Zona para Respiradores: Temos todo o tempo do mundo

Zona para Respiradores #10, por L. Lyra
Temos todo o tempo do mundo
(uma playlist inspirada na coluna / leia as colunas anteriores)

“Somos tão jooooovens”, berrava Renato Russo, imitando a coreografia esquisita do Morrissey no clipe de “Tempo Perdido”. Foi na Casa dos Artistas que o Supla disse ser esta a sua canção preferida da Legião Urbana?

Esta semana estava passeando pelo canal do Rick Beato no Youtube. Ele é produtor musical, professor e faz vídeos longuíssimos tentando explicar o que torna uma canção especial. Entretanto, muitas vezes seus vídeos são bloqueados por questões relativas a direitos autorais. Já está quase na marca da centena desta playlist (minha dica é procurar pelas canções grunge, ele tem grandes insights e explicações técnicas para o mérito da turma de Seattle), mas um dos vídeos dele que me chamou a atenção foi este:

Para resumir o argumento do Beato: antigamente, quando a música não era feita no computador – e pelo computador (e para robôs) – havia mais espaço para o erro, para imperfeições, para aquele toque de estranheza que conferia o caráter único duma canção. Podia ser a entrada atrasada do Al Kooper em ‘Like a Rolling Stone”, podia ser o acaso que resultou numa joia do soul como “You And Me”, de Penny & The Quarters, podia ser a magia do Jason Molina conduzindo uma jam em “Farewell Transmission” e ordenando calmamente “listen.. .listen… listen” para a banda encerrar duma vez (o que demora uma vida pra acontecer), e tantos outros exemplos – você certamente tem uma história para acrescentar aqui.

Há uma entrevista bastante divertida do David Rawlings, parceiro da Gillian Welch, na qual ele fala sobre dissonâncias:

Que alguém possa confundir uma dissonância com desafinação demonstra a vitória do padrão: a sequência banal dos quatro acordes, a batida bombando, uma letra que não oferece mistério.
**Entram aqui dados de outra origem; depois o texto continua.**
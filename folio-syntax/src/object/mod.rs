//! The PDF object model.

use std::borrow::Cow;
use std::fmt::{Debug, Display, Formatter};

pub mod dict;
pub mod name;
pub mod stream;
pub mod string;

pub use dict::Dict;
pub use name::Name;
pub use stream::{LengthStatus, Stream};
pub use string::PdfString;

/// The identifier of an indirect object: an object number and a generation number.
#[derive(Debug, Copy, Clone, PartialEq, Eq, PartialOrd, Ord, Hash)]
pub struct ObjectId {
    /// The object number.
    pub num: u32,
    /// The generation number.
    pub gen_num: u16,
}

impl ObjectId {
    /// Create a new object identifier.
    pub fn new(num: u32, gen_num: u16) -> Self {
        Self { num, gen_num }
    }
}

impl Display for ObjectId {
    fn fmt(&self, f: &mut Formatter<'_>) -> std::fmt::Result {
        write!(f, "{} {}", self.num, self.gen_num)
    }
}

/// A PDF object.
///
/// References are weak: they only name an indirect object and have to be resolved
/// through whatever table owns the objects. They may dangle.
#[derive(Debug, Clone, PartialEq)]
pub enum Object {
    /// The null object.
    Null,
    /// A boolean.
    Boolean(bool),
    /// An integer.
    Integer(i64),
    /// A real number.
    Real(f64),
    /// A string.
    String(PdfString),
    /// A name.
    Name(Name),
    /// An array.
    Array(Vec<Object>),
    /// A dictionary.
    Dict(Dict),
    /// A stream.
    Stream(Stream),
    /// A reference to an indirect object.
    Reference(ObjectId),
}

/// The type of an object, without its value.
#[derive(Debug, Copy, Clone, PartialEq, Eq, PartialOrd, Ord, Hash)]
pub enum ObjectKind {
    /// See [`Object::Null`].
    Null,
    /// See [`Object::Boolean`].
    Boolean,
    /// See [`Object::Integer`].
    Integer,
    /// See [`Object::Real`].
    Real,
    /// See [`Object::String`].
    String,
    /// See [`Object::Name`].
    Name,
    /// See [`Object::Array`].
    Array,
    /// See [`Object::Dict`].
    Dict,
    /// See [`Object::Stream`].
    Stream,
    /// See [`Object::Reference`].
    Reference,
}

impl ObjectKind {
    /// A lowercase name for the kind.
    pub fn as_str(&self) -> &'static str {
        match self {
            Self::Null => "null",
            Self::Boolean => "boolean",
            Self::Integer => "integer",
            Self::Real => "real",
            Self::String => "string",
            Self::Name => "name",
            Self::Array => "array",
            Self::Dict => "dictionary",
            Self::Stream => "stream",
            Self::Reference => "reference",
        }
    }
}

impl Object {
    /// The shared `null` object.
    pub const NULL: &'static Self = &Self::Null;

    /// Return the kind of the object.
    pub fn kind(&self) -> ObjectKind {
        match self {
            Self::Null => ObjectKind::Null,
            Self::Boolean(_) => ObjectKind::Boolean,
            Self::Integer(_) => ObjectKind::Integer,
            Self::Real(_) => ObjectKind::Real,
            Self::String(_) => ObjectKind::String,
            Self::Name(_) => ObjectKind::Name,
            Self::Array(_) => ObjectKind::Array,
            Self::Dict(_) => ObjectKind::Dict,
            Self::Stream(_) => ObjectKind::Stream,
            Self::Reference(_) => ObjectKind::Reference,
        }
    }

    /// Whether the object is `null`.
    pub fn is_null(&self) -> bool {
        matches!(self, Self::Null)
    }

    /// Return the value of a boolean.
    pub fn as_bool(&self) -> Option<bool> {
        match self {
            Self::Boolean(b) => Some(*b),
            _ => None,
        }
    }

    /// Return the value of an integer, or of a real without fractional part.
    pub fn as_i64(&self) -> Option<i64> {
        match self {
            Self::Integer(i) => Some(*i),
            Self::Real(r) if r.fract() == 0.0 && r.is_finite() => Some(*r as i64),
            _ => None,
        }
    }

    /// Return the value of any number.
    pub fn as_f64(&self) -> Option<f64> {
        match self {
            Self::Integer(i) => Some(*i as f64),
            Self::Real(r) => Some(*r),
            _ => None,
        }
    }

    /// Return the object as a name.
    pub fn as_name(&self) -> Option<&Name> {
        match self {
            Self::Name(n) => Some(n),
            _ => None,
        }
    }

    /// Return the object as a string.
    pub fn as_string(&self) -> Option<&PdfString> {
        match self {
            Self::String(s) => Some(s),
            _ => None,
        }
    }

    /// Return the object as an array.
    pub fn as_array(&self) -> Option<&[Self]> {
        match self {
            Self::Array(a) => Some(a),
            _ => None,
        }
    }

    /// Return the object as a dictionary. Streams are not dictionaries, use
    /// [`Object::as_dict_like`] to accept both.
    pub fn as_dict(&self) -> Option<&Dict> {
        match self {
            Self::Dict(d) => Some(d),
            _ => None,
        }
    }

    /// Return the dictionary of a dictionary or stream.
    pub fn as_dict_like(&self) -> Option<&Dict> {
        match self {
            Self::Dict(d) => Some(d),
            Self::Stream(s) => Some(s.dict()),
            _ => None,
        }
    }

    /// Return the object as a stream.
    pub fn as_stream(&self) -> Option<&Stream> {
        match self {
            Self::Stream(s) => Some(s),
            _ => None,
        }
    }

    /// Return the identifier of a reference.
    pub fn as_reference(&self) -> Option<ObjectId> {
        match self {
            Self::Reference(r) => Some(*r),
            _ => None,
        }
    }

    /// Call `f` for every reference contained in this object, recursively.
    pub fn visit_references(&self, f: &mut impl FnMut(ObjectId)) {
        match self {
            Self::Reference(r) => f(*r),
            Self::Array(a) => a.iter().for_each(|o| o.visit_references(f)),
            Self::Dict(d) => d.iter().for_each(|(_, o)| o.visit_references(f)),
            Self::Stream(s) => s.dict().iter().for_each(|(_, o)| o.visit_references(f)),
            _ => {}
        }
    }
}

impl From<Dict> for Object {
    fn from(value: Dict) -> Self {
        Self::Dict(value)
    }
}

impl From<Name> for Object {
    fn from(value: Name) -> Self {
        Self::Name(value)
    }
}

impl From<ObjectId> for Object {
    fn from(value: ObjectId) -> Self {
        Self::Reference(value)
    }
}

/// Something that can look up indirect objects by their identifier.
pub trait Resolve {
    /// Look up the object with the given identifier. Returns `None` if it does not exist.
    fn resolve_ref(&self, id: ObjectId) -> Option<Cow<'_, Object>>;

    /// Resolve an object if it is a reference, otherwise return it as is.
    /// Dangling references resolve to `null`.
    fn resolve<'a>(&'a self, obj: &'a Object) -> Cow<'a, Object> {
        match obj {
            Object::Reference(id) => self
                .resolve_ref(*id)
                .unwrap_or(Cow::Borrowed(Object::NULL)),
            other => Cow::Borrowed(other),
        }
    }
}

/// A resolver that knows no indirect objects at all.
#[derive(Debug, Default, Copy, Clone)]
pub struct NoResolve;

impl Resolve for NoResolve {
    fn resolve_ref(&self, _: ObjectId) -> Option<Cow<'_, Object>> {
        None
    }
}

#[cfg(test)]
mod tests {
    use super::{Dict, Name, NoResolve, Object, ObjectId, ObjectKind, Resolve};

    #[test]
    fn numeric_views() {
        assert_eq!(Object::Integer(3).as_f64(), Some(3.0));
        assert_eq!(Object::Real(4.0).as_i64(), Some(4));
        assert_eq!(Object::Real(4.5).as_i64(), None);
        assert_eq!(Object::Null.as_i64(), None);
    }

    #[test]
    fn kinds() {
        assert_eq!(Object::Array(vec![]).kind(), ObjectKind::Array);
        assert_eq!(Object::Dict(Dict::new()).kind().as_str(), "dictionary");
    }

    #[test]
    fn visit_nested_references() {
        let mut dict = Dict::new();
        dict.insert("Kids", Object::Array(vec![ObjectId::new(3, 0).into(), ObjectId::new(4, 0).into()]));
        dict.insert("Parent", ObjectId::new(1, 0).into());
        dict.insert("Type", Name::from("Pages").into());

        let mut seen = vec![];
        Object::Dict(dict).visit_references(&mut |id| seen.push(id.num));
        assert_eq!(seen, vec![3, 4, 1]);
    }

    #[test]
    fn dangling_resolves_to_null() {
        let r = Object::Reference(ObjectId::new(9, 0));
        assert!(NoResolve.resolve(&r).is_null());
        assert_eq!(NoResolve.resolve(&Object::Integer(1)).as_i64(), Some(1));
    }
}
Por isso quando uma coisa estranha dessas entra no ouvido, logo prestamos atenção:

Aliás, esta semana a dupla lançou um álbum de covers chamado “All The Good Times Are Past and Gone”. É para tanto? Quando ouço a versão produzida da Caroline Polachek não tenho a menor vontade de descobrir que a Caroline Polachek sabe tocar lindas melodias ao piano. Fica o destaque para “Abandoned Love”, uma das mais belas canções que o Bob Dylan jamais gravou, apenas tocou num barzinho pros amigos. É da fase “Blood on The Tracks” – Sara Lownds.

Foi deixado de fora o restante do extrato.